Dynamic N -glycoproteome analysis of maize seedling leaves during de-etiolation using Concanavalin A lectin affinity chromatography and a nano-LC–MS/MS-based iTRAQ approach

Key message The identification of N -glycosylated proteins with information about changes in the level of N -glycosylation during de-etiolation provides a database that will aid further research on plant N -glycosylation and de-etiolation. Abstract N -glycosylation is one of the most prominent and abundant protein post-translational modifications in all eukaryotes and in plants it plays important roles in development, stress tolerance and immune responses.
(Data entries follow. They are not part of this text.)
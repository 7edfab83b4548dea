use std::collections::BTreeMap;
use std::path::{Path, PathBuf};
use std::sync::Arc;

use crate::cli::args::{Cli, Commands};
use crate::config::PipelineConfig;
use crate::error::{PipelineError, Result};
use crate::processors::DailyPipeline;
use crate::readers::{FrameSource, ParquetFrameReader, RegionReader};
use crate::utils::generate_default_output_filename;
use crate::utils::progress::ProgressReporter;
use crate::writers::{CsvWriter, ParquetWriter};

pub async fn run(cli: Cli) -> Result<()> {
    if cli.verbose {
        tracing_subscriber::fmt()
            .with_max_level(tracing::Level::DEBUG)
            .init();
    } else {
        tracing_subscriber::fmt()
            .with_max_level(tracing::Level::WARN)
            .init();
    }

    match cli.command {
        Commands::Run {
            config,
            regions,
            frames_dir,
            output_file,
            format,
            compression,
            max_workers,
            quiet,
        } => {
            let config = PipelineConfig::from_file(&config)?;
            let regions = RegionReader::new().read_regions(&regions)?;

            if !quiet {
                println!(
                    "Processing {} regions, {} days, {} variable groups",
                    regions.len(),
                    config.day_count(),
                    config.groups.len()
                );
            }

            let sources = load_sources(&config, &frames_dir, max_workers).await?;

            let progress = ProgressReporter::new_spinner("Running pipeline...", quiet);
            let pipeline = DailyPipeline::new(max_workers);
            let table = pipeline.run(&config, &sources, regions, Some(&progress))?;

            let output_file =
                output_file.unwrap_or_else(|| generate_default_output_filename(&format));
            if let Some(parent) = output_file.parent() {
                std::fs::create_dir_all(parent)?;
            }

            match format.as_str() {
                "csv" => CsvWriter::new().write_table(&table, &output_file)?,
                "parquet" => {
                    let writer = ParquetWriter::new().with_compression(&compression)?;
                    writer.write_table(&table, &output_file)?;
                    let info = writer.get_file_info(&output_file)?;
                    if !quiet {
                        println!("\n{}", info.summary());
                    }
                }
                other => {
                    return Err(PipelineError::Config(format!(
                        "Unsupported output format: {}",
                        other
                    )))
                }
            }

            if !quiet {
                println!(
                    "Wrote {} records to {}",
                    table.len(),
                    output_file.display()
                );
            }
        }

        Commands::Validate { config, regions } => {
            let config = PipelineConfig::from_file(&config)?;
            let regions = RegionReader::new().read_regions(&regions)?;

            let invalid: Vec<&str> = regions
                .iter()
                .filter(|r| r.validate_geometry().is_err())
                .map(|r| r.id.as_str())
                .collect();

            println!(
                "Configuration OK: {} days, {} groups, {} output fields",
                config.day_count(),
                config.groups.len(),
                config.output_fields.len()
            );
            println!(
                "Regions: {} total, {} with invalid geometry",
                regions.len(),
                invalid.len()
            );
            for id in invalid {
                println!("  invalid geometry: {}", id);
            }
        }

        Commands::Info { file } => {
            let info = ParquetWriter::new().get_file_info(&file)?;
            println!("{}", info.summary());
        }
    }

    Ok(())
}

/// Load one frame source per distinct group source name from
/// `frames_dir/<source>/`
async fn load_sources(
    config: &PipelineConfig,
    frames_dir: &Path,
    max_workers: usize,
) -> Result<BTreeMap<String, Arc<dyn FrameSource>>> {
    let mut names: Vec<&str> = config.groups.iter().map(|g| g.source.as_str()).collect();
    names.sort();
    names.dedup();

    let mut sources: BTreeMap<String, Arc<dyn FrameSource>> = BTreeMap::new();
    for name in names {
        let dir: PathBuf = frames_dir.join(name);
        let source = ParquetFrameReader::new(max_workers)
            .read_source_dir(&dir)
            .await?;
        sources.insert(name.to_string(), Arc::new(source));
    }
    Ok(sources)
}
Because light-induced de-etiolation is one of the most dramatic developmental processes known in plants, seedlings undergoing de-etiolation are an excellent model for investigating dynamic proteomic profiles. Here, we present a comprehensive, quantitative N -glycoproteomic profile of maize seedlings undergoing 12 h of de-etiolation obtained using Concanavalin A (Con A) lectin affinity chromatography enrichment coupled with a nano-LC–MS/MS-based iTRAQ approach. In total, 1084 unique N -glycopeptides carrying 909 N -glycosylation sites and corresponding to 609 proteins were identified and quantified, including 186 N -glycosylation sites from 162 proteins that were significantly regulated over the course of the 12 h de-etiolation period. Based on hierarchical clustering analysis, the significantly regulated N -glycopeptides were divided into seven clusters that showed different N -glycosylation patterns during de-etiolation. We found no obvious difference in the enriched MapMan bincode categories for each cluster, and these clustered significantly regulated N -glycoproteins (SRNPs) are enriched in miscellaneous, protein, cell wall and signaling, indicating that although the N -glycosylation regulation patterns of these SRNPs might differ, they are involved in similar biological processes. Overall, this study represents the first large-scale quantitative N -glycoproteome of the model C4 plant, maize, which is one of the most important cereal and biofuel crops. Our results greatly expand the maize N -glycoproteomic database and also shed light on the potential roles of N -glycosylation modification during the greening of maize leaves.